##### TASK MATERIAL #####

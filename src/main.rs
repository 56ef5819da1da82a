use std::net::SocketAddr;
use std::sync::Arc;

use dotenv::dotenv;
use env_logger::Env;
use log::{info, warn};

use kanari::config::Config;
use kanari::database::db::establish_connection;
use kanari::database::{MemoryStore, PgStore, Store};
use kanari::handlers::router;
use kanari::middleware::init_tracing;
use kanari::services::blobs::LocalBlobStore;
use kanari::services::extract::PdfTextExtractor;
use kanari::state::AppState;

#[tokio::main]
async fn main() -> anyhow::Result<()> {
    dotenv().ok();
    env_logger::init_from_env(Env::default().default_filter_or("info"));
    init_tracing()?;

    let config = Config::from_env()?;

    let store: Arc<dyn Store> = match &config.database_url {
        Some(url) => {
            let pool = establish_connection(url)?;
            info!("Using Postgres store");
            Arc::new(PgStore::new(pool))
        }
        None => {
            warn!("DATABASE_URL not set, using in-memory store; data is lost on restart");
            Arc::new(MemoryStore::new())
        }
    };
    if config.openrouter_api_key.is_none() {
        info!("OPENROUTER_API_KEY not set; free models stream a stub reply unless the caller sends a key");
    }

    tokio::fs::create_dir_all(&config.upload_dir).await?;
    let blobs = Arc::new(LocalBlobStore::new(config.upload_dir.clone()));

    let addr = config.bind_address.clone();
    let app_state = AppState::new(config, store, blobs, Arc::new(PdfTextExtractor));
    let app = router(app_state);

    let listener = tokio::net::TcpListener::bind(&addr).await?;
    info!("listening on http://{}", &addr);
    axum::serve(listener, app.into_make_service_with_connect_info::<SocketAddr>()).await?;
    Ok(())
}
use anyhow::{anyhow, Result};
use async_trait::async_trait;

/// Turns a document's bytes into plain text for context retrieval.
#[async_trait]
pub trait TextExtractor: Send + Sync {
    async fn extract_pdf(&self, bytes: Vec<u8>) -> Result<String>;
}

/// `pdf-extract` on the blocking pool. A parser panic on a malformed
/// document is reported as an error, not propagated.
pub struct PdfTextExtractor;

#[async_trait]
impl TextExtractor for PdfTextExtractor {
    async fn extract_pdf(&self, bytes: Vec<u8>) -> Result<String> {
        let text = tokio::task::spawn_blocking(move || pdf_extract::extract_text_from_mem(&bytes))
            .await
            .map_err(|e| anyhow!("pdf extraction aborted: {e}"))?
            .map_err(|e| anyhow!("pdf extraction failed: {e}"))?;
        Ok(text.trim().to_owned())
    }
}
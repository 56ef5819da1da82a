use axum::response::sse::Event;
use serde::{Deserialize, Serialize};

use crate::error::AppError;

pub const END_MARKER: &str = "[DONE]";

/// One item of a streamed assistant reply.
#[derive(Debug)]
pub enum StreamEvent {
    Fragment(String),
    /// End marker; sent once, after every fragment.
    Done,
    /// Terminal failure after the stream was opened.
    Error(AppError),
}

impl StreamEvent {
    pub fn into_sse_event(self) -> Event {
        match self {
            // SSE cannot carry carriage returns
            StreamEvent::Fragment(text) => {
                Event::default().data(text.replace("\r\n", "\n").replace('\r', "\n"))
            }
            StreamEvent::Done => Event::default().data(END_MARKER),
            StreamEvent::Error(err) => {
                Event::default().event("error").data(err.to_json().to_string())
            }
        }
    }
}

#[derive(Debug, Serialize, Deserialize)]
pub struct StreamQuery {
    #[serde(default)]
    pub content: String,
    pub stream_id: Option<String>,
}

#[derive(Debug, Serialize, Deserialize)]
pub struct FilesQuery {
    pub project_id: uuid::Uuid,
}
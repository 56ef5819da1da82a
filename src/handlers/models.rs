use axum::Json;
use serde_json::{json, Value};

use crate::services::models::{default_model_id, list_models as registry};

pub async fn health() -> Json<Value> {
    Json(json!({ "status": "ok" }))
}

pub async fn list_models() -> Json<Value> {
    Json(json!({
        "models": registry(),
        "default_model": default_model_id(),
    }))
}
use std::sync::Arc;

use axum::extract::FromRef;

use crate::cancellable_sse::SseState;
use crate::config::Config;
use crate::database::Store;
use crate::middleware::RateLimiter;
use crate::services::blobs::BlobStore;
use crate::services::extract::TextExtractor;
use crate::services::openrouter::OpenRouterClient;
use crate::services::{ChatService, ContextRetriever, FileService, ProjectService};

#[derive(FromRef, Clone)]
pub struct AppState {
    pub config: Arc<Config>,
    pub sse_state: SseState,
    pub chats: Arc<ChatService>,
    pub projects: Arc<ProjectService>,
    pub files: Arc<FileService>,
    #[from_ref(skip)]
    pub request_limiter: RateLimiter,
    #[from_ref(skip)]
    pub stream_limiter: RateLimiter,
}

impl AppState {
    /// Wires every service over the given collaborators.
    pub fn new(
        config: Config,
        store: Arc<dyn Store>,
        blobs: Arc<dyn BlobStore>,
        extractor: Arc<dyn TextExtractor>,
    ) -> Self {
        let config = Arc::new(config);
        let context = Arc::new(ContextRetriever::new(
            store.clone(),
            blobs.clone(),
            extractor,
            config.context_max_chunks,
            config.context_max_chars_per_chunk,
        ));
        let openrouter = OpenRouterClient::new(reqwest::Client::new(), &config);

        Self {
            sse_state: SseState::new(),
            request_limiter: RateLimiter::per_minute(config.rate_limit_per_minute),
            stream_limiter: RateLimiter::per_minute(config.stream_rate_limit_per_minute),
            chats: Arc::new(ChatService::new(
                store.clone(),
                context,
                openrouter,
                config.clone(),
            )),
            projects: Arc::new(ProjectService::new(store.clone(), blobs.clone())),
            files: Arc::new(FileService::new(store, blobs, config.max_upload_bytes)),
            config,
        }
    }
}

#####
##### TASK MATERIAL #####

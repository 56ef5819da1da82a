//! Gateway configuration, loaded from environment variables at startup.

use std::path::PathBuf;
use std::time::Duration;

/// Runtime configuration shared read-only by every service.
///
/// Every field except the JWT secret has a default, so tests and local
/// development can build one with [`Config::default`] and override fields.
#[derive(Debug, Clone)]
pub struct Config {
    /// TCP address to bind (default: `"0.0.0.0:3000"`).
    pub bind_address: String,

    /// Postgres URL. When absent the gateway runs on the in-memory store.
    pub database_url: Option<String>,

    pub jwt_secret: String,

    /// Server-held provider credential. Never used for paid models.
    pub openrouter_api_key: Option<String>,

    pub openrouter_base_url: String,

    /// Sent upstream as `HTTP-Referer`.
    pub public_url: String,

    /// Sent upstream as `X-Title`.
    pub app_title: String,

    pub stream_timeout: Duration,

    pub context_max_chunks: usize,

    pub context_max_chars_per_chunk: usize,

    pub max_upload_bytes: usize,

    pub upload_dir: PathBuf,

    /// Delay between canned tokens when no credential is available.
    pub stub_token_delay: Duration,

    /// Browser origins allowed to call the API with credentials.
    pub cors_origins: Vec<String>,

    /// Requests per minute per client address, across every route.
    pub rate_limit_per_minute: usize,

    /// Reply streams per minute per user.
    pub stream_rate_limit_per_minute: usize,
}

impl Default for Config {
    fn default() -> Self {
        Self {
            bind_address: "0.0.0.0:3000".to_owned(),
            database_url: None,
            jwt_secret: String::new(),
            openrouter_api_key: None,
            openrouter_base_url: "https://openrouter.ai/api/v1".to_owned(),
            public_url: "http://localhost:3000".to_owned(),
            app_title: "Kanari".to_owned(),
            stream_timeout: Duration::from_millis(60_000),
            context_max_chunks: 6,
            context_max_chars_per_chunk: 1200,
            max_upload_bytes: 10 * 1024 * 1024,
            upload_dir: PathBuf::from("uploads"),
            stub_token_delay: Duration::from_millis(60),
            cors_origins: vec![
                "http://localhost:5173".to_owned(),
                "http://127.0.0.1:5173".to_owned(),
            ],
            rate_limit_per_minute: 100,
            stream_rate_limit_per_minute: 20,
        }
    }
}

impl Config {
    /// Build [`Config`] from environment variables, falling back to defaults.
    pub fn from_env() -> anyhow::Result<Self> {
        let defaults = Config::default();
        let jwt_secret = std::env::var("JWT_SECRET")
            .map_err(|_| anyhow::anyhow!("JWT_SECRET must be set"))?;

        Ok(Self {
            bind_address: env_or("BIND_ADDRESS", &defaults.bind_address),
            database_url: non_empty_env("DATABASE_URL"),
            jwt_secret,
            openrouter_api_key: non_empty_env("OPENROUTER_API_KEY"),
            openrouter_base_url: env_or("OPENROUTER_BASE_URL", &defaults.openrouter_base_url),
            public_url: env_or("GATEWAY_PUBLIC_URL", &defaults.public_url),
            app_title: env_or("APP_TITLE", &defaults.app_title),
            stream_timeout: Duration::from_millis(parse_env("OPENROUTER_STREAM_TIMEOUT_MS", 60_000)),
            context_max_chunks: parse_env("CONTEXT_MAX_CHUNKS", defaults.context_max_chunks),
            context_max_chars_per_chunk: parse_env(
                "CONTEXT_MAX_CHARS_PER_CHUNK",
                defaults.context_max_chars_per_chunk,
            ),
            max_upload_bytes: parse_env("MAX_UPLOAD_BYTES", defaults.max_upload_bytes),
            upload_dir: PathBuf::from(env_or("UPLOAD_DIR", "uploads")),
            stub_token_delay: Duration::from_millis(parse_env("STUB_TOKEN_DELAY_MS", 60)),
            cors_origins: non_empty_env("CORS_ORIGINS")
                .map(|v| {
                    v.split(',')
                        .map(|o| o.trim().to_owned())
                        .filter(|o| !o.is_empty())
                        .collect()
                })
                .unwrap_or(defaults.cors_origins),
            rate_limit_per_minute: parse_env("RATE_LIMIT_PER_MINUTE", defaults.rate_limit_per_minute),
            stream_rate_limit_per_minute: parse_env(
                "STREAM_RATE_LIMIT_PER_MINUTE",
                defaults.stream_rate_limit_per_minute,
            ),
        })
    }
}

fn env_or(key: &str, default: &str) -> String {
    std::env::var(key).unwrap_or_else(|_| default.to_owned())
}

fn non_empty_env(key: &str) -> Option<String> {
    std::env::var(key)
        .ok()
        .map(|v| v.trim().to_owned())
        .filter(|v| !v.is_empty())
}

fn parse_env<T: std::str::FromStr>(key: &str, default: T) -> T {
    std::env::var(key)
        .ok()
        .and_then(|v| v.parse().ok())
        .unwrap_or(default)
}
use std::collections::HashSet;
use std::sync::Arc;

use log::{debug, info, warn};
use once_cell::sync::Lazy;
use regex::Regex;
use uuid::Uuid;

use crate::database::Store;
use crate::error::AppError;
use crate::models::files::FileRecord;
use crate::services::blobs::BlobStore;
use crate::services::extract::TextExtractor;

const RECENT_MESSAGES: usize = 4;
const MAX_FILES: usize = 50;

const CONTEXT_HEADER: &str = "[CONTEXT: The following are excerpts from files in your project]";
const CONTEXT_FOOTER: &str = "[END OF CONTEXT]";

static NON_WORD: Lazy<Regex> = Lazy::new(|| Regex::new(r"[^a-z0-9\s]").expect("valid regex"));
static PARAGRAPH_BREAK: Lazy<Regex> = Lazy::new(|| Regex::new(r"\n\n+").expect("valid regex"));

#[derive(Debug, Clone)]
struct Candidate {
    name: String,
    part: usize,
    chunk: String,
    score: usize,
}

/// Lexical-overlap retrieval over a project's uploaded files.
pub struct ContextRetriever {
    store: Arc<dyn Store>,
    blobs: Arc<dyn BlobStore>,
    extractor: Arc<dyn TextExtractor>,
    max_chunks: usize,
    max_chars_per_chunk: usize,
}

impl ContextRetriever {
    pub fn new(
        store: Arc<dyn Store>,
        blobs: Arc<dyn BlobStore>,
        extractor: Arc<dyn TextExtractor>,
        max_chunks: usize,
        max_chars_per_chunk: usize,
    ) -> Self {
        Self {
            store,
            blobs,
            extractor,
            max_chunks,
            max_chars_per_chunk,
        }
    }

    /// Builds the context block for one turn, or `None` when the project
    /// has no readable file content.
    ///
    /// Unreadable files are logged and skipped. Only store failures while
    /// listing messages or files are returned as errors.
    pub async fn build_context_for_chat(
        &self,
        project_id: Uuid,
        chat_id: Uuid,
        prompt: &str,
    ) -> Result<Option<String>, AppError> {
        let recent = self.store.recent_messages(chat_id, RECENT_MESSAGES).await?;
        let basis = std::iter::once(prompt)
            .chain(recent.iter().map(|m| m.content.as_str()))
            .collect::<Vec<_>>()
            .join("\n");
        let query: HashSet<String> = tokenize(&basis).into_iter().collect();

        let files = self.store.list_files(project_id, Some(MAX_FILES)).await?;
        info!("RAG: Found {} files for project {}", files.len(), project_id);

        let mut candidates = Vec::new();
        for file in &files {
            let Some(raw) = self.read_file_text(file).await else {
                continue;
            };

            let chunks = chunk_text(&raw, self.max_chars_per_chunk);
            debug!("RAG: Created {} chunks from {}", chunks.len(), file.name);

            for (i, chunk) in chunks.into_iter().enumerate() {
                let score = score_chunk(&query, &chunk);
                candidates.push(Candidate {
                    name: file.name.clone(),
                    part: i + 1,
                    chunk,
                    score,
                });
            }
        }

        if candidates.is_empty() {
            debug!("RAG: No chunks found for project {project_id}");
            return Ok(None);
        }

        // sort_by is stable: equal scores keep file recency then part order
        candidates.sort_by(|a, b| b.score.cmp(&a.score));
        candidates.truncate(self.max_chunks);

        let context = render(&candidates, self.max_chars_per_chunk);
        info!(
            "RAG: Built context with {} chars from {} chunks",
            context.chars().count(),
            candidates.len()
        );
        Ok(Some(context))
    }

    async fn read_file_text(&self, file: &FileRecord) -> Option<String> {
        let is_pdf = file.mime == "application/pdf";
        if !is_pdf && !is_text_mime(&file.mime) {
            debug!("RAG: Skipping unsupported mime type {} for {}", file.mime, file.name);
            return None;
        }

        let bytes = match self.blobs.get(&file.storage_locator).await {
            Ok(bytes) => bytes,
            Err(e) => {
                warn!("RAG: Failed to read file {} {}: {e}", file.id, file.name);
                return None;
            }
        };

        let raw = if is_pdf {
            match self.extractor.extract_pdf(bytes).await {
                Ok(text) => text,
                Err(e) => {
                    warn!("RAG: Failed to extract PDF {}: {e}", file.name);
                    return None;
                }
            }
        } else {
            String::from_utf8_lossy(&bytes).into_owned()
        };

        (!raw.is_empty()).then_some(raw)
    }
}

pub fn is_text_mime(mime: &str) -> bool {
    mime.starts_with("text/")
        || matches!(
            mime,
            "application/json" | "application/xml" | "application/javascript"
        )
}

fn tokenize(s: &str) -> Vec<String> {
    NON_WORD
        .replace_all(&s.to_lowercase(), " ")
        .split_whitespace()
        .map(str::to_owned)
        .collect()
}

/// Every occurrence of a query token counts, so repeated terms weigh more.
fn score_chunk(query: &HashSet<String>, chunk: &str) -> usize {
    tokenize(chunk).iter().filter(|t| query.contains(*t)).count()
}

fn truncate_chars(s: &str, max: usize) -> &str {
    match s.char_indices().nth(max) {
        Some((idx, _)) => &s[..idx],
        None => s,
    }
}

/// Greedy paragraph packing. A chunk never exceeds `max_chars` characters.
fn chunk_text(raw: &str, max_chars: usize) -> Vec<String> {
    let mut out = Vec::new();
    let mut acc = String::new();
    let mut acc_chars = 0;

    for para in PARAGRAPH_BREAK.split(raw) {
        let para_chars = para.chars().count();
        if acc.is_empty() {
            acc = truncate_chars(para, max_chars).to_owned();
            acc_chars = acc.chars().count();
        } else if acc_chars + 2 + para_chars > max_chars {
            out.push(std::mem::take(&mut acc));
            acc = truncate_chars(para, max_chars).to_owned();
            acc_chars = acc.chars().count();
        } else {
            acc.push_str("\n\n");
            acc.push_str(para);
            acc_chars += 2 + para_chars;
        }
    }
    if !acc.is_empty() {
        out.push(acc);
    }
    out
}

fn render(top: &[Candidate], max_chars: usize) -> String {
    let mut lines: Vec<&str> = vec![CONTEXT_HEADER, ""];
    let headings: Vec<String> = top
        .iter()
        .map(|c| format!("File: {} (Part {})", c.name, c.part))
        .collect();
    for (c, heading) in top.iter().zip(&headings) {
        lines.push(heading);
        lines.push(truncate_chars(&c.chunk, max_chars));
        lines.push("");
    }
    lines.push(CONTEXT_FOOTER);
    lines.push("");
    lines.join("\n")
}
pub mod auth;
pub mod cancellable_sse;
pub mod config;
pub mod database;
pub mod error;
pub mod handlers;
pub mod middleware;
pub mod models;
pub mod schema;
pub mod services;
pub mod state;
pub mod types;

#####
##### TASK MATERIAL #####

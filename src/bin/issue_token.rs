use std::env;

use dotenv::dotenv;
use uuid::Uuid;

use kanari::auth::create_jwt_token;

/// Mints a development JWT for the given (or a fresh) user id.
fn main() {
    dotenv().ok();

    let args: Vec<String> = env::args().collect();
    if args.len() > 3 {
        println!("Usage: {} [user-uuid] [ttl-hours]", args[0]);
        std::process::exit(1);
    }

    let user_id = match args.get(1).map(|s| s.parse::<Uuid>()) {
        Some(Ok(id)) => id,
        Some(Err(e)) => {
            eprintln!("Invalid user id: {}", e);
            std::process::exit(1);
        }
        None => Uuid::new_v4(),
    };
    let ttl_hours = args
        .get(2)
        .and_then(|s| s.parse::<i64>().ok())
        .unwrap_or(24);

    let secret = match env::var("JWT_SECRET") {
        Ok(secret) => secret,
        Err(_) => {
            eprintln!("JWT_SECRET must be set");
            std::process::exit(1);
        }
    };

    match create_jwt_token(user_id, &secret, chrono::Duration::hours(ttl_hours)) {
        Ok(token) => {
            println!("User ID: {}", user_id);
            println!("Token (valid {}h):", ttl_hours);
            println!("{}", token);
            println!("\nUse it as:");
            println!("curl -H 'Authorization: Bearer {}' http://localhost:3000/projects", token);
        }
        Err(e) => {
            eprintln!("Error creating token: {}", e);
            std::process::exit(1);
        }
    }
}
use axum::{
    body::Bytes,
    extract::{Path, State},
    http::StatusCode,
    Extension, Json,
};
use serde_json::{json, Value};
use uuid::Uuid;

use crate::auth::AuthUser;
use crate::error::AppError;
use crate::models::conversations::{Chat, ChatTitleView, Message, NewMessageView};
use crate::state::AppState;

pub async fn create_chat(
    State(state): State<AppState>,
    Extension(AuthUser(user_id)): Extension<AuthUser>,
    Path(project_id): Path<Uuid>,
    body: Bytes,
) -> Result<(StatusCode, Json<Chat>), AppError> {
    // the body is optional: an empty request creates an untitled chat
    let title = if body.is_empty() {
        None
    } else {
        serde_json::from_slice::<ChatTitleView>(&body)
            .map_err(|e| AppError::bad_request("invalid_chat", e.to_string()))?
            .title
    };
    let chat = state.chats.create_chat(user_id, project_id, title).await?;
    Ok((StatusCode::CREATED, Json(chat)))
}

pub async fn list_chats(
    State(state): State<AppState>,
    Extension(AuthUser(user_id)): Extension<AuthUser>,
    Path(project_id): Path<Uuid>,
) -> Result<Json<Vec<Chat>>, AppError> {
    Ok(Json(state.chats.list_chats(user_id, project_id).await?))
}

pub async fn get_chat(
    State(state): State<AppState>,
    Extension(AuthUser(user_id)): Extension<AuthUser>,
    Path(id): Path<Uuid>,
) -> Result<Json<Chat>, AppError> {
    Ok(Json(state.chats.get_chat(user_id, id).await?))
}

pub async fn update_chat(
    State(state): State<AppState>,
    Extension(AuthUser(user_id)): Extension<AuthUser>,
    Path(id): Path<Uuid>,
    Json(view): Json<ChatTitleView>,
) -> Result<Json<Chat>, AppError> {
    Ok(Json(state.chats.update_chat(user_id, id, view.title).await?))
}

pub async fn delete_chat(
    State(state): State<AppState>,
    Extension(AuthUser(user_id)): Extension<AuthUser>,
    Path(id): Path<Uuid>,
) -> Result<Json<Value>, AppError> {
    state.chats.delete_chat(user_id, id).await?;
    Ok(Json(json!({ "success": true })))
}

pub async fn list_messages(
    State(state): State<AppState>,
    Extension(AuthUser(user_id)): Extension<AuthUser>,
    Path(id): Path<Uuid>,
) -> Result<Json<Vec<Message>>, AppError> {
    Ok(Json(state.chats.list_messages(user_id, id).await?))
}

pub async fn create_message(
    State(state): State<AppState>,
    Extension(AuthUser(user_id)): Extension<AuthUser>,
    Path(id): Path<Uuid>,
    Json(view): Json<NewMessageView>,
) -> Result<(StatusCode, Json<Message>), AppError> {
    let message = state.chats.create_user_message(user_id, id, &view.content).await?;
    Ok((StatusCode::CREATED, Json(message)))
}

#####

WORK REQUEST =>
Within the material above, the line with "filename src/main.rs" opens the range and the line with "use kanari::middleware::init_tracing;" closes it; reproduce that range word for word.

SOLUTION =>
filename src/main.rs
repository 56ef5819da1da82a
use std::net::SocketAddr;
use std::sync::Arc;

use dotenv::dotenv;
use env_logger::Env;
use log::{info, warn};

use kanari::config::Config;
use kanari::database::db::establish_connection;
use kanari::database::{MemoryStore, PgStore, Store};
use kanari::handlers::router;
use kanari::middleware::init_tracing;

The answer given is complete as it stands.